Cette négociation s’explique de différentes façons dans la difficile situation socio-économique que connaissent les communautés indigènes. D’ailleurs, la période préélectorale que nous avons vécue avant le 10 août a incité certains leaders indigènes à entrer dans le jeu des organismes publics ou du parti au pouvoir en se laissant manipuler par ces derniers.

Vint un moment où il ne fut plus possible de cacher la situation existante, et la position du président alors en exercice, Valentin Gamarra, devint intenable. Il fut démis de ses fonctions et refuse aujourd’hui de se présenter devant la justice.

Un des cas les plus parlants et les plus scandaleux est celui de Benito Galeano (journal ABC, 18 nov. 1997), qui avait offert sa terre à 12 dollars l’hectare alors qu’elle lui fut payée 120 dollars, c’est-à-dire dix fois plus qu’elle ne valait (2 706 165 dollars).

Deux fois volés

Le concept de territoire dépend du sens que nous donnons à l’humain, à la terre, à la nature et à la relation entre ces éléments. De même, l’interaction et la signification de tous ces éléments définissent tant notre culture que celle des indigènes. Nous savons également que la culture indigène trouve ses racines dans la communauté et c’est pourquoi la terre est un bien collectif. Ne pas reconnaître aux indigènes leurs droits sur leur territoire, tout particulièrement sur le territoire des ancêtres, implique la destruction non seulement de leur culture, mais encore de leur organisation communautaire. En un mot, la destruction de leur vie.

Voici cinq cents ans que les premiers habitants de ces terres en ont été injustement spoliés et se sont, pour la majorité d’entre eux, retrouvés réduits en esclavage.

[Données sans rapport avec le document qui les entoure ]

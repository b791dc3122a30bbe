//! Persisted record shapes
//!
//! Writers always produce the current shapes. Readers accept every shape
//! that has ever been written so older partitions stay analysable.

use crate::models::{EnrichedHourlyPoint, MountainLocation, WindowSummary};
use chrono::NaiveDate;
use serde::{Deserialize, Serialize};

/// Bump when `CachedWeatherData` changes shape; older caches are re-fetched.
pub const CACHE_SCHEMA_VERSION: u32 = 3;

/// One stored hour as read back by the analyzers.
///
/// Every field is optional: each reduction skips hours missing the field
/// it needs, independently of the others.
#[derive(Debug, Serialize, Deserialize, Clone, Default, PartialEq)]
pub struct StoredHour {
    #[serde(default)]
    pub time_local: Option<String>,
    #[serde(default)]
    pub hour: Option<u32>,
    #[serde(default)]
    pub temperature: Option<f64>,
    #[serde(default)]
    pub temperature_feel: Option<f64>,
    #[serde(default)]
    pub precipitation: Option<f64>,
    #[serde(default)]
    pub wind_speed: Option<f64>,
    #[serde(default)]
    pub wind_gusts: Option<f64>,
    #[serde(default)]
    pub wind_direction: Option<f64>,
    #[serde(default)]
    pub weather_code: Option<i64>,
    #[serde(default)]
    pub cloud_cover: Option<f64>,
    #[serde(default)]
    pub cloud_cover_low: Option<f64>,
    #[serde(default)]
    pub cloud_cover_mid: Option<f64>,
    #[serde(default)]
    pub cloud_cover_high: Option<f64>,
}

impl From<&EnrichedHourlyPoint> for StoredHour {
    fn from(enriched: &EnrichedHourlyPoint) -> Self {
        let p = &enriched.point;
        Self {
            time_local: Some(p.time_local.clone()),
            hour: Some(p.hour),
            temperature: Some(p.temperature),
            temperature_feel: Some(enriched.temperature_feel),
            precipitation: Some(p.precipitation),
            wind_speed: Some(p.wind_speed),
            wind_gusts: p.wind_gusts,
            wind_direction: p.wind_direction,
            weather_code: p.weather_code,
            cloud_cover: p.cloud_cover,
            cloud_cover_low: p.cloud_cover_low,
            cloud_cover_mid: p.cloud_cover_mid,
            cloud_cover_high: p.cloud_cover_high,
        }
    }
}

/// A day's hourly file as found on storage: either a bare list of hours
/// (early layout) or an object carrying them under `data`.
#[derive(Debug, Serialize, Deserialize, Clone, PartialEq)]
#[serde(untagged)]
pub enum DailyRecordFile {
    Bare(Vec<StoredHour>),
    Wrapped { data: Vec<StoredHour> },
}

impl DailyRecordFile {
    #[must_use]
    pub fn hours(&self) -> &[StoredHour] {
        match self {
            Self::Bare(hours) | Self::Wrapped { data: hours } => hours,
        }
    }

    #[must_use]
    pub fn is_empty(&self) -> bool {
        self.hours().is_empty()
    }
}

/// `{base}_hourly_data_full_day.json`
#[derive(Debug, Serialize, Deserialize, Clone)]
pub struct HourlyDataFile {
    /// When the provider was queried (RFC 3339, UTC)
    pub fetched_at: String,
    pub forecast_date: NaiveDate,
    /// Location name
    pub location: String,
    pub data: Vec<EnrichedHourlyPoint>,
}

/// `{base}_weather_data_24h.json`, reused by `--use-cache` runs
#[derive(Debug, Serialize, Deserialize, Clone)]
pub struct CachedWeatherData {
    pub schema_version: u32,
    pub location_data: MountainLocation,
    pub weather_report_text: String,
    pub weather_summary: WindowSummary,
    pub hourly_points: Vec<EnrichedHourlyPoint>,
    pub fetched_at: String,
}

impl CachedWeatherData {
    /// Decode a cache file, treating any other schema version as stale
    #[must_use]
    pub fn decode_current(bytes: &[u8]) -> Option<Self> {
        #[derive(Deserialize)]
        struct VersionProbe {
            #[serde(default)]
            schema_version: Option<u32>,
        }

        let probe: VersionProbe = serde_json::from_slice(bytes).ok()?;
        if probe.schema_version != Some(CACHE_SCHEMA_VERSION) {
            return None;
        }
        serde_json::from_slice(bytes).ok()
    }
}

/// `forecast_metadata.json`, one per date partition
#[derive(Debug, Serialize, Deserialize, Clone, PartialEq)]
pub struct ForecastMetadata {
    pub forecast_date: NaiveDate,
    pub generated_at: NaiveDate,
    pub locations_count: usize,
    pub time_window: String,
}

#[cfg(test)]
mod tests {
    use super::*;

    #[test]
    fn test_bare_list_shape() {
        let json = r#"[{"hour": 0, "wind_speed": 12.0, "wind_direction": 90.0}]"#;
        let record: DailyRecordFile = serde_json::from_str(json).unwrap();
        assert!(matches!(record, DailyRecordFile::Bare(_)));
        assert_eq!(record.hours()[0].wind_speed, Some(12.0));
        assert_eq!(record.hours()[0].wind_gusts, None);
    }

    #[test]
    fn test_wrapped_shape_ignores_extra_fields() {
        let json = r#"{"fetched_at": "2026-01-27T06:00:00+00:00", "forecast_date": "2026-01-28",
                       "location": "Omu", "data": [{"hour": 5, "temperature": -3.5, "conditions": "fog"}]}"#;
        let record: DailyRecordFile = serde_json::from_str(json).unwrap();
        assert!(matches!(record, DailyRecordFile::Wrapped { .. }));
        assert_eq!(record.hours()[0].temperature, Some(-3.5));
    }

    #[test]
    fn test_empty_bare_list() {
        let record: DailyRecordFile = serde_json::from_str("[]").unwrap();
        assert!(record.is_empty());
    }

    #[test]
    fn test_stale_cache_is_rejected() {
        let old = br#"{"location_data": {}, "weather_summary": {}}"#;
        assert!(CachedWeatherData::decode_current(old).is_none());

        let wrong_version = br#"{"schema_version": 1}"#;
        assert!(CachedWeatherData::decode_current(wrong_version).is_none());

        let garbage = b"not json";
        assert!(CachedWeatherData::decode_current(garbage).is_none());
    }
}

L’actuelle fraude commise par l’INDI lors de l’achat de terres pour les communautés indigènes et la totale impunité dont les coupables bénéficient, signifient pour les indigènes une seconde spoliation de leurs terres, comme si la première n’avait pas suffi. Ces nouvelles violations sont nées en même temps que l’on reconnaissait aux premiers propriétaires leurs droits sur les terres de leurs ancêtres. Et le plus scandaleux est que ces violations, vols et fraudes sont camouflés sous couvert - et dans le cadre - d’une apparente légalité.

Souhaitons que cette enquête soit confiée à ceux de nos compatriotes qui se sont mis au service d’une nouvelle justice. Que l’on parvienne enfin à ce que la Constitution de 1992 a reconnu aux peuples indigènes : « Les peuples indigènes ont le droit de posséder la terre en quantité et en qualité suffisante pour qu’ils puissent conserver et développer leurs formes particulières de vie. L’État leur fournira gratuitement ces terres que nul ne pourra saisir, diviser, transférer, prescrire. Elles ne pourront ni servir de garantie pour des obligations contractuelles, ni être louées ; elles seront, également, exemptées de tout tribut. » (Constitution nationale, chap. V, art. 64).


 Dial – Diffusion de l’information sur l’Amérique latine – D 2286.
 Traduction Dial.
 Source (espagnol) : ACCIÓN, novembre1998.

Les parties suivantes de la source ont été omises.